Q&A: Halakhic Determinations
Halakhic Determinations
Question
Hello Rabbi,
In the Rabbi's article about non-Jews nowadays, the Rabbi distinguished between normative determinations of the Sages (which are always valid) and factual determinations of the Sages (which were true then). I wanted to ask the Rabbi: how do we know that there are indeed normative determinations of the Sages? Isn't everything context-dependent and culture-dependent (and able to be true then but not true today)?
Thank you very much.
Answer
What do you mean? Check and you'll see. For example, in the Talmudic passage in Bava Batra 5 — "a person does not pay before the due date" — there is a factual determination that people do not pay before the due date, and a normative determination that presumptions can extract money.
Discussion on Answer
Not only can one say that, one can't say otherwise. What does that have to do with the discussion here? Presumptions are factual determinations. But the question was whether the Sages made only determinations of that kind, and the answer is no.
I think he's asking whether the determination that "presumptions can extract money" (the laws of presumptions, not the presumptions themselves) is factual. That resolves a few difficulties in his wording.
Better to force the wording than the logic. If that's what he means, then it's really nonsense. That's a purely normative determination. What does it have to do with factual determinations? Is the prohibition against eating pork also, in your eyes / his eyes, a factual determination?
In my view, no. But why is it nonsense? Couldn't there be "halakhic facts" from which norms are derived? Something like essentialism. (You'll probably say that the Sages can change facts of this kind and that it's uninteresting semantics.)
Unfortunately, I don't read Chinese. 🙂
How is the determination that a presumption can extract money different from the prohibition against eating pork? How can one view claims like these as facts? If you call norms "halakhic facts" (in the sense that I use the term "ethical facts"), then fine — but what have we gained? There is still a statement here that does not depend on circumstances.
What prevents us from saying that the prohibition against eating pork (let's ignore for a moment that it's Torah-level / of biblical origin) is a factual determination?

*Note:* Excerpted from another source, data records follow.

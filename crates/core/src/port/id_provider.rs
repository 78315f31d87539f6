// ID Provider Port (for deterministic testing)

/// ID provider interface (allows deterministic IDs in tests)
pub trait IdProvider: Send + Sync {
    /// Generate a new unique job ID
    fn generate_id(&self) -> String;
}

/// UUID v4 provider (production)
pub struct UuidProvider;

impl IdProvider for UuidProvider {
    fn generate_id(&self) -> String {
        uuid::Uuid::new_v4().to_string()
    }
}

/// Sequential provider (`<prefix>-1`, `<prefix>-2`, ...) for tests and demos
pub struct SequentialIdProvider {
    prefix: String,
    next: std::sync::atomic::AtomicU64,
}

impl SequentialIdProvider {
    pub fn new(prefix: impl Into<String>) -> Self {
        Self {
            prefix: prefix.into(),
            next: std::sync::atomic::AtomicU64::new(1),
        }
    }
}

impl IdProvider for SequentialIdProvider {
    fn generate_id(&self) -> String {
        let n = self.next.fetch_add(1, std::sync::atomic::Ordering::SeqCst);
        format!("{}-{}", self.prefix, n)
    }
}
// Priority Queue - hand-off point between drivers (producers) and pollers (consumers)
//
// Min-heap on priority, FIFO among equal priorities. Two semaphores track
// ready items and free slots so that both sides can block without callers
// holding any lock.

use parking_lot::Mutex;
use std::cmp::Ordering;
use std::collections::BinaryHeap;
use thiserror::Error;
use tokio::sync::{Semaphore, SemaphorePermit};

use crate::domain::Priority;
use crate::port::QueuedJob;

/// Queue of ready jobs shared by every driver and poller
pub type JobQueue = PriorityQueue<Box<dyn QueuedJob>>;

/// Anything carrying a priority can be queued
pub trait Prioritized {
    fn priority(&self) -> Priority;
}

#[derive(Error, Debug, Clone, PartialEq, Eq)]
pub enum QueueError {
    #[error("priority queue is full (capacity {0})")]
    Full(usize),

    #[error("priority queue is closed")]
    Closed,
}

struct Entry<T> {
    priority: Priority,
    seq: u64,
    item: T,
}

// Reverse ordering for min-heap behavior; lower seq wins ties
impl<T> Ord for Entry<T> {
    fn cmp(&self, other: &Self) -> Ordering {
        other
            .priority
            .cmp(&self.priority)
            .then_with(|| other.seq.cmp(&self.seq))
    }
}

impl<T> PartialOrd for Entry<T> {
    fn partial_cmp(&self, other: &Self) -> Option<Ordering> {
        Some(self.cmp(other))
    }
}

impl<T> PartialEq for Entry<T> {
    fn eq(&self, other: &Self) -> bool {
        self.priority == other.priority && self.seq == other.seq
    }
}

impl<T> Eq for Entry<T> {}

struct Heap<T> {
    entries: BinaryHeap<Entry<T>>,
    next_seq: u64,
}

/// A free slot held for one item. Dropping it unused gives the slot back.
pub struct Reservation<'a, T: Prioritized> {
    queue: &'a PriorityQueue<T>,
    slot: SemaphorePermit<'a>,
}

impl<T: Prioritized> Reservation<'_, T> {
    pub fn insert(self, item: T) {
        self.slot.forget();
        self.queue.push(item);
    }
}

/// Bounded, thread-safe min-priority queue
pub struct PriorityQueue<T> {
    heap: Mutex<Heap<T>>,
    /// One permit per item in the heap
    ready: Semaphore,
    /// One permit per free slot
    free: Semaphore,
    capacity: usize,
}

impl<T: Prioritized> PriorityQueue<T> {
    /// Create a queue holding at most `capacity` items (0 = as many as the semaphore allows)
    pub fn new(capacity: usize) -> Self {
        let capacity = if capacity == 0 {
            Semaphore::MAX_PERMITS
        } else {
            capacity.min(Semaphore::MAX_PERMITS)
        };

        Self {
            heap: Mutex::new(Heap {
                entries: BinaryHeap::new(),
                next_seq: 0,
            }),
            ready: Semaphore::new(0),
            free: Semaphore::new(capacity),
            capacity,
        }
    }

    /// Insert an item, waiting for a free slot when the queue is at capacity
    pub async fn insert(&self, item: T) -> Result<(), QueueError> {
        self.reserve().await?.insert(item);
        Ok(())
    }

    /// Wait for a free slot without committing an item to it yet
    pub async fn reserve(&self) -> Result<Reservation<'_, T>, QueueError> {
        let slot = self.free.acquire().await.map_err(|_| QueueError::Closed)?;
        Ok(Reservation { queue: self, slot })
    }

    /// Insert without waiting; the item is handed back when it cannot be queued
    pub fn try_insert(&self, item: T) -> Result<(), (QueueError, T)> {
        match self.free.try_acquire() {
            Ok(slot) => {
                slot.forget();
                self.push(item);
                Ok(())
            }
            Err(tokio::sync::TryAcquireError::NoPermits) => {
                Err((QueueError::Full(self.capacity), item))
            }
            Err(tokio::sync::TryAcquireError::Closed) => Err((QueueError::Closed, item)),
        }
    }

    /// Remove and return the item with the lowest priority value, waiting
    /// until one is available.
    ///
    /// Returns `None` once the queue is closed. Cancel-safe: a dropped call
    /// never consumes an item.
    pub async fn extract_min(&self) -> Option<T> {
        loop {
            let ready = self.ready.acquire().await.ok()?;
            ready.forget();

            let entry = self.heap.lock().entries.pop();
            if let Some(entry) = entry {
                self.free.add_permits(1);
                return Some(entry.item);
            }
        }
    }

    /// Stop accepting inserts and wake every waiting consumer with `None`
    pub fn close(&self) {
        self.free.close();
        self.ready.close();
    }

    pub fn is_closed(&self) -> bool {
        self.ready.is_closed()
    }

    pub fn len(&self) -> usize {
        self.heap.lock().entries.len()
    }

    pub fn is_empty(&self) -> bool {
        self.len() == 0
    }

    pub fn capacity(&self) -> usize {
        self.capacity
    }

    fn push(&self, item: T) {
        {
            let mut heap = self.heap.lock();
            let seq = heap.next_seq;
            heap.next_seq += 1;
            heap.entries.push(Entry {
                priority: item.priority(),
                seq,
                item,
            });
        }
        self.ready.add_permits(1);
    }
}
//! RPC Request/Response Types
//!
//! Defines the JSON-RPC method parameters and results.

use relay_core::domain::{Job, Pipeline, Priority};
use serde::{Deserialize, Serialize};
use std::collections::HashMap;

/// Delivery options of a pushed job
#[derive(Debug, Default, Deserialize)]
pub struct JobOptionsRequest {
    /// 0 (or absent) inherits the pipeline priority
    #[serde(default)]
    pub priority: Priority,
    pub pipeline: String,
    /// Seconds before the job becomes ready
    #[serde(default)]
    pub delay: u64,
}

/// jobs.push.v1 - Push one job
#[derive(Debug, Deserialize)]
pub struct PushRequest {
    pub job: String,
    /// Generated when absent
    #[serde(default)]
    pub id: Option<String>,
    #[serde(default)]
    pub payload: String,
    #[serde(default)]
    pub headers: HashMap<String, Vec<String>>,
    pub options: JobOptionsRequest,
}

impl PushRequest {
    pub fn into_job(self, id: String) -> Job {
        let mut job = Job::new(self.job, id, self.options.pipeline, self.payload.into_bytes())
            .with_priority(self.options.priority)
            .with_delay(self.options.delay);
        job.headers = self.headers;
        job
    }
}

#[derive(Debug, Clone, Serialize)]
pub struct PushResponse {
    pub id: String,
    pub pipeline: String,
}

/// jobs.push_batch.v1 - Push jobs in order, stopping at the first failure
#[derive(Debug, Deserialize)]
pub struct PushBatchRequest {
    pub jobs: Vec<PushRequest>,
}

#[derive(Debug, Clone, Serialize)]
pub struct PushBatchResponse {
    pub ids: Vec<String>,
}

/// jobs.declare.v1 - Declare a pipeline at runtime
#[derive(Debug, Deserialize)]
pub struct DeclareRequest {
    pub pipeline: Pipeline,
}

#[derive(Debug, Clone, Serialize)]
pub struct DeclareResponse {
    pub pipeline: String,
}

/// jobs.destroy.v1 - Destroy a pipeline
#[derive(Debug, Deserialize)]
pub struct DestroyRequest {
    pub pipeline: String,
}

#[derive(Debug, Clone, Serialize)]
pub struct DestroyResponse {
    pub pipeline: String,
    pub destroyed: bool,
}

/// jobs.pause.v1 / jobs.resume.v1
#[derive(Debug, Deserialize)]
pub struct PipelinesRequest {
    pub pipelines: Vec<String>,
}

/// jobs.pause.v1 / jobs.resume.v1 / jobs.list.v1
#[derive(Debug, Clone, Serialize)]
pub struct PipelinesResponse {
    pub pipelines: Vec<String>,
}

/// jobs.reset.v1 - Restart the worker pool
#[derive(Debug, Clone, Serialize)]
pub struct ResetResponse {
    pub reset: bool,
}
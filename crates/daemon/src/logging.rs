//! Logging setup
//!
//! `RELAY_LOG_FORMAT=json` switches stdout to JSON lines (pretty otherwise).
//! `RELAY_LOG_DIR` additionally writes JSON logs to a daily rolling file.

use anyhow::{Context, Result};
use tracing_appender::non_blocking::WorkerGuard;
use tracing_subscriber::{fmt, layer::SubscriberExt, util::SubscriberInitExt, EnvFilter};

const LOG_FORMAT_ENV: &str = "RELAY_LOG_FORMAT";
const LOG_DIR_ENV: &str = "RELAY_LOG_DIR";
const DEFAULT_FILTER: &str = "relay=info";
const LOG_FILE_PREFIX: &str = "relay-jobs.log";

/// Install the global subscriber. Keep the returned guard alive for the
/// lifetime of the process, dropping it flushes the file writer.
pub fn init() -> Result<Option<WorkerGuard>> {
    let env_filter = EnvFilter::try_from_default_env()
        .or_else(|_| EnvFilter::try_new(DEFAULT_FILTER))
        .context("Failed to create env filter")?;

    let (file_layer, guard) = match std::env::var(LOG_DIR_ENV) {
        Ok(dir) => {
            let dir = shellexpand::tilde(&dir).into_owned();
            let appender = tracing_appender::rolling::daily(dir, LOG_FILE_PREFIX);
            let (writer, guard) = tracing_appender::non_blocking(appender);
            (
                Some(fmt::layer().json().with_ansi(false).with_writer(writer)),
                Some(guard),
            )
        }
        Err(_) => (None, None),
    };

    let registry = tracing_subscriber::registry()
        .with(env_filter)
        .with(file_layer);

    match std::env::var(LOG_FORMAT_ENV).as_deref() {
        // Production: JSON structured logging
        Ok("json") => registry.with(fmt::layer().json()).try_init(),
        // Development: Pretty formatting with colors
        _ => registry.with(fmt::layer().pretty()).try_init(),
    }
    .context("Failed to install tracing subscriber")?;

    Ok(guard)
}
// Central Error Type for the Jobs Service

use crate::port::{DriverError, ExecutionError};
use thiserror::Error;

/// Operation identifiers attached to caller-facing errors
pub mod op {
    pub const INIT: &str = "jobs_plugin_init";
    pub const SERVE: &str = "jobs_plugin_serve";
    pub const PUSH: &str = "jobs_plugin_push";
    pub const PUSH_BATCH: &str = "jobs_plugin_push_batch";
    pub const DECLARE: &str = "jobs_plugin_declare";
    pub const DESTROY: &str = "jobs_plugin_destroy";
    pub const RESET: &str = "jobs_plugin_reset";
    pub const ACK: &str = "jobs_plugin_ack";
    pub const NACK: &str = "jobs_plugin_nack";
}

/// Flat classification of [`JobsError`], convenient for matching in callers and tests
#[derive(Debug, Clone, Copy, PartialEq, Eq)]
pub enum ErrorKind {
    Disabled,
    NotFound,
    DriverUnregistered,
    AlreadyDeclared,
    Construction,
    Push,
    Stop,
    Execution,
    AckNack,
}

/// Jobs service error type
#[derive(Error, Debug)]
pub enum JobsError {
    /// Configuration section absent; the service does not start
    #[error("{op}: jobs plugin disabled, no `{section}` configuration section")]
    Disabled { op: &'static str, section: String },

    #[error("{op}: no such pipeline, requested: {pipeline}")]
    NotFound { op: &'static str, pipeline: String },

    #[error("{op}: consumer not registered for the requested driver: {driver} (pipeline: {pipeline})")]
    DriverUnregistered {
        op: &'static str,
        pipeline: String,
        driver: String,
    },

    #[error("{op}: pipeline already declared: {pipeline}")]
    AlreadyDeclared { op: &'static str, pipeline: String },

    /// Driver constructor, Register or Run failed (`source` set), or the
    /// pipeline could not be matched to a driver at all
    #[error("{op}: driver {driver} failed for pipeline {pipeline}: {reason}")]
    Construction {
        op: &'static str,
        pipeline: String,
        driver: String,
        reason: String,
        #[source]
        source: Option<DriverError>,
    },

    #[error("{op}: push to pipeline {pipeline} failed: {source}")]
    Push {
        op: &'static str,
        pipeline: String,
        #[source]
        source: DriverError,
    },

    #[error("{op}: stop of driver {driver} for pipeline {pipeline} failed: {source}")]
    Stop {
        op: &'static str,
        pipeline: String,
        driver: String,
        #[source]
        source: DriverError,
    },

    /// Context resolution or executor invocation failed for a dequeued job
    #[error("{op}: execution failed: {source}")]
    Execution {
        op: &'static str,
        #[source]
        source: ExecutionError,
    },

    /// Ack or Nack itself failed; logged by the poller, never retried
    #[error("{op}: acknowledgement of job {job_id} (pipeline: {pipeline}) failed: {source}")]
    AckNack {
        op: &'static str,
        job_id: String,
        pipeline: String,
        #[source]
        source: DriverError,
    },
}

impl JobsError {
    pub fn kind(&self) -> ErrorKind {
        match self {
            JobsError::Disabled { .. } => ErrorKind::Disabled,
            JobsError::NotFound { .. } => ErrorKind::NotFound,
            JobsError::DriverUnregistered { .. } => ErrorKind::DriverUnregistered,
            JobsError::AlreadyDeclared { .. } => ErrorKind::AlreadyDeclared,
            JobsError::Construction { .. } => ErrorKind::Construction,
            JobsError::Push { .. } => ErrorKind::Push,
            JobsError::Stop { .. } => ErrorKind::Stop,
            JobsError::Execution { .. } => ErrorKind::Execution,
            JobsError::AckNack { .. } => ErrorKind::AckNack,
        }
    }

    /// The broker side rejected the pipeline, as opposed to a bad request
    pub fn is_driver_failure(&self) -> bool {
        matches!(self, JobsError::Construction { source: Some(_), .. })
    }

    pub(crate) fn construction(
        op: &'static str,
        pipeline: &crate::domain::Pipeline,
        reason: impl Into<String>,
    ) -> Self {
        JobsError::Construction {
            op,
            pipeline: pipeline.name().to_string(),
            driver: pipeline.driver().to_string(),
            reason: reason.into(),
            source: None,
        }
    }

    pub(crate) fn driver_failed(
        op: &'static str,
        pipeline: &crate::domain::Pipeline,
        reason: impl Into<String>,
        source: DriverError,
    ) -> Self {
        JobsError::Construction {
            op,
            pipeline: pipeline.name().to_string(),
            driver: pipeline.driver().to_string(),
            reason: reason.into(),
            source: Some(source),
        }
    }
}

/// Result type alias using JobsError
pub type Result<T> = std::result::Result<T, JobsError>;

Or alternatively, a determination of a norm that is based on some moral norms / scientific views / social conceptions that existed in their time and whose validity has now lapsed.
As stated, the first is nonsense. And of course there's no obstacle to the alternative. But even when you propose such an alternative, you still have to explain what the factual basis is and what changed. And once you propose it, you'll see that a norm is hidden there too. You can never derive a normative conclusion from a factual premise (that's the naturalistic fallacy). The bridging principle that connects the two planes will be the binding norm.
For example, if you explain that the prohibition against pork stemmed from the fact that pork is unhealthy, and today our nature has changed and it has become clear that it is healthy, that is in principle a viable possibility. But the norm would still remain that unhealthy food is forbidden to eat. And that is not subject to change (because of the authority of the Torah or the Talmud).
If so, what's the problem with saying that the norm remains but its application, כביכול, has been nullified? That is, that it is forbidden to eat something unhealthy, and pork is no longer unhealthy, and therefore today it is permitted to eat pork.
Who said there's a problem? That's exactly what I wrote. This whole discussion seems bizarre to me. I wrote things that seem completely clear and simple to me, and I don't understand what's unclear.
Can't one say, for example, that the laws of presumption are factual? Meaning: in order to bring about something-or-other that existed in the reality of that time, or that depended on the reality of that time, which is no longer the case today.